Особенно запомнился май 1965 года. Пожалуй, впервые после победного 1945-го страна так широко отмечала 20-летие Победы советского народа в Великой Отечественной войне. Приводились в порядок установленные и воздвигались новые памятники и мемориалы в честь погибших, усилилось внимание к инвалидам и ветеранам войны, труженикам тыла. Им устанавливались посильные для возможностей страны льготы. На новый, более высокий уровень поднялась работа по военно-патриотическому воспитанию молодёжи. И, конечно, всё это коснулось нас, служивших тогда в армии.
Мне же особенно повезло в том, что я оказался в составе вновь созданного ансамбля песни соединения.

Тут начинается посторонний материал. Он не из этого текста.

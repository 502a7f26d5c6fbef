//! Place name resolution for "center the map on X" requests.

use std::time::Duration;

use async_trait::async_trait;
use geoprompt_core::models::LatLon;
use geoprompt_core::{GeopromptError, Result};
use serde::Deserialize;

/// Known Estonian cities: (name, lat, lon)
pub const KNOWN_CITIES: [(&str, f64, f64); 12] = [
    ("Tallinn", 59.4370, 24.7536),
    ("Tartu", 58.3780, 26.7290),
    ("Pärnu", 58.3859, 24.4971),
    ("Narva", 59.3772, 28.1903),
    ("Viljandi", 58.3639, 25.5900),
    ("Rakvere", 59.3464, 26.3550),
    ("Kuressaare", 58.2527, 22.4853),
    ("Haapsalu", 58.9431, 23.5362),
    ("Võru", 57.8339, 27.0064),
    ("Jõhvi", 59.3592, 27.4099),
    ("Valga", 57.7770, 26.0469),
    ("Paide", 58.8853, 25.5625),
];

/// Lowercase and fold Estonian diacritics to ASCII ("Pärnu" -> "parnu")
pub fn fold_place_name(name: &str) -> String {
    name.trim()
        .to_lowercase()
        .chars()
        .map(|c| match c {
            'ä' | 'á' | 'à' => 'a',
            'õ' | 'ö' | 'ó' => 'o',
            'ü' | 'ú' => 'u',
            'é' => 'e',
            'š' => 's',
            'ž' => 'z',
            other => other,
        })
        .collect()
}

/// Look a name up in [`KNOWN_CITIES`], case-insensitively and accepting
/// ASCII spellings.
pub fn known_city(name: &str) -> Option<LatLon> {
    let folded = fold_place_name(name);
    KNOWN_CITIES
        .iter()
        .find(|(city, _, _)| fold_place_name(city) == folded)
        .map(|(_, lat, lon)| LatLon::new(*lat, *lon))
}

/// Port for turning a place name into a position
#[async_trait]
pub trait PlaceResolver: Send + Sync {
    /// Resolve a place name; `Ok(None)` when nothing matches
    async fn resolve(&self, name: &str) -> Result<Option<LatLon>>;

    /// Short identifier for logs
    fn name(&self) -> &str;
}

/// Resolver backed by the built-in city table
#[derive(Debug, Clone, Copy, Default)]
pub struct StaticPlaceResolver;

#[async_trait]
impl PlaceResolver for StaticPlaceResolver {
    async fn resolve(&self, name: &str) -> Result<Option<LatLon>> {
        Ok(known_city(name))
    }

    fn name(&self) -> &str {
        "static"
    }
}

/// Resolver backed by a Nominatim search endpoint
pub struct NominatimResolver {
    /// Base URL (e.g., "https://nominatim.openstreetmap.org")
    base_url: String,

    client: reqwest::Client,
}

impl NominatimResolver {
    pub const PUBLIC_URL: &'static str = "https://nominatim.openstreetmap.org";

    /// Create a resolver with a request timeout
    pub fn new(base_url: impl Into<String>, timeout: Duration) -> Result<Self> {
        let client = reqwest::Client::builder()
            .timeout(timeout)
            .user_agent(concat!("geoprompt/", env!("CARGO_PKG_VERSION")))
            .build()
            .map_err(|e| GeopromptError::PlaceResolution {
                reason: format!("Failed to build HTTP client: {}", e),
            })?;

        Ok(Self { base_url: base_url.into().trim_end_matches('/').to_string(), client })
    }

    /// Create against the public OpenStreetMap instance
    pub fn public(timeout: Duration) -> Result<Self> {
        Self::new(Self::PUBLIC_URL, timeout)
    }
}

/// One Nominatim search hit; coordinates arrive as strings
#[derive(Debug, Deserialize)]
struct NominatimPlace {
    lat: String,
    lon: String,
}

#[async_trait]
impl PlaceResolver for NominatimResolver {
    async fn resolve(&self, name: &str) -> Result<Option<LatLon>> {
        let url = reqwest::Url::parse_with_params(
            &format!("{}/search", self.base_url),
            &[("q", name), ("format", "json"), ("limit", "1")],
        )
        .map_err(|e| GeopromptError::PlaceResolution {
            reason: format!("Invalid geocoder URL '{}': {}", self.base_url, e),
        })?;

        let response = self.client.get(url).send().await.map_err(|e| {
            GeopromptError::PlaceResolution {
                reason: format!("Failed to reach geocoder at {}: {}", self.base_url, e),
            }
        })?;

        if !response.status().is_success() {
            return Err(GeopromptError::PlaceResolution {
                reason: format!("Geocoder returned {}", response.status()),
            });
        }

        let places: Vec<NominatimPlace> =
            response.json().await.map_err(|e| GeopromptError::PlaceResolution {
                reason: format!("Failed to parse geocoder response: {}", e),
            })?;

        let Some(place) = places.into_iter().next() else {
            tracing::debug!(place = %name, "geocoder returned no match");
            return Ok(None);
        };

        match (place.lat.parse::<f64>(), place.lon.parse::<f64>()) {
            (Ok(lat), Ok(lon)) => Ok(Some(LatLon::new(lat, lon))),
            _ => Err(GeopromptError::PlaceResolution {
                reason: format!("Geocoder returned non-numeric coordinates for '{}'", name),
            }),
        }
    }

    fn name(&self) -> &str {
        "nominatim"
    }
}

Армейский ансамбль ракетно-испытательного соединения, который выступал на сцене Дворца съездов в Москве 8 мая 1965 года
В начале апреля 1965-го мы из Капустина Яра прилетели в Подмосковье, разместились в казарме одной из воинских частей и в течение 2 недель выступали в воинских частях. 26 апреля в Театре Советской Армии прошёл заключительный смотр творческих коллективов ракетных войск стратегического назначения. Были коллективы не только со всей страны, но и из Западной группы войск. Из шести выступивших мужских ансамблей жюри под председательством композитора А. Г. Новикова первое место отдало нашему, и нас включили в программу праздничного концерта, посвящённого 20-летию Победы, который состоялся 8 мая в Кремлёвском Дворце съездов.
Это было грандиозное зрелище! Переполненный шеститысячный зал - в блеске орденов и медалей военачальников, участников войны и ветеранов, лучших и достойных людей страны. Маршалы Советского Союза К. К. Рокоссовский, И. С. Конев, В. И. Чуйков, А. И. Ерёменко, И. Х. Баграмян, министр обороны Р. Я. Малиновский и многие другие военачальники. После гонений вернулся в Москву прославленный полководец Г. К. Жуков. Он сидел в президиуме торжественного собрания. С прекрасным докладом выступил с хорошо поставленным голосом стройный, красивый, со звездой Героя Советского Союза Генеральный секретарь ЦК КПСС Л. И. Брежнев. Когда он сказал, что для организации отпора фашистам был создан Государственный комитет обороны во главе с товарищем Сталиным, зал несколько минут рукоплескал, прервав докладчика. После доклада состоялся концерт, в котором принял участие и наш солдатский ансамбль. Концерт начался с пролога «Штурм рейхстага». На сцене показали фрагмент настоящего боя, с водружением Знамени Победы и словами: «...Подписан мир не на бумаге - штыком солдатским на рейхстаге...» А потом был потрясающий праздничный салют! Словом, те майские дни 1965-го мне запомнились на всю жизнь.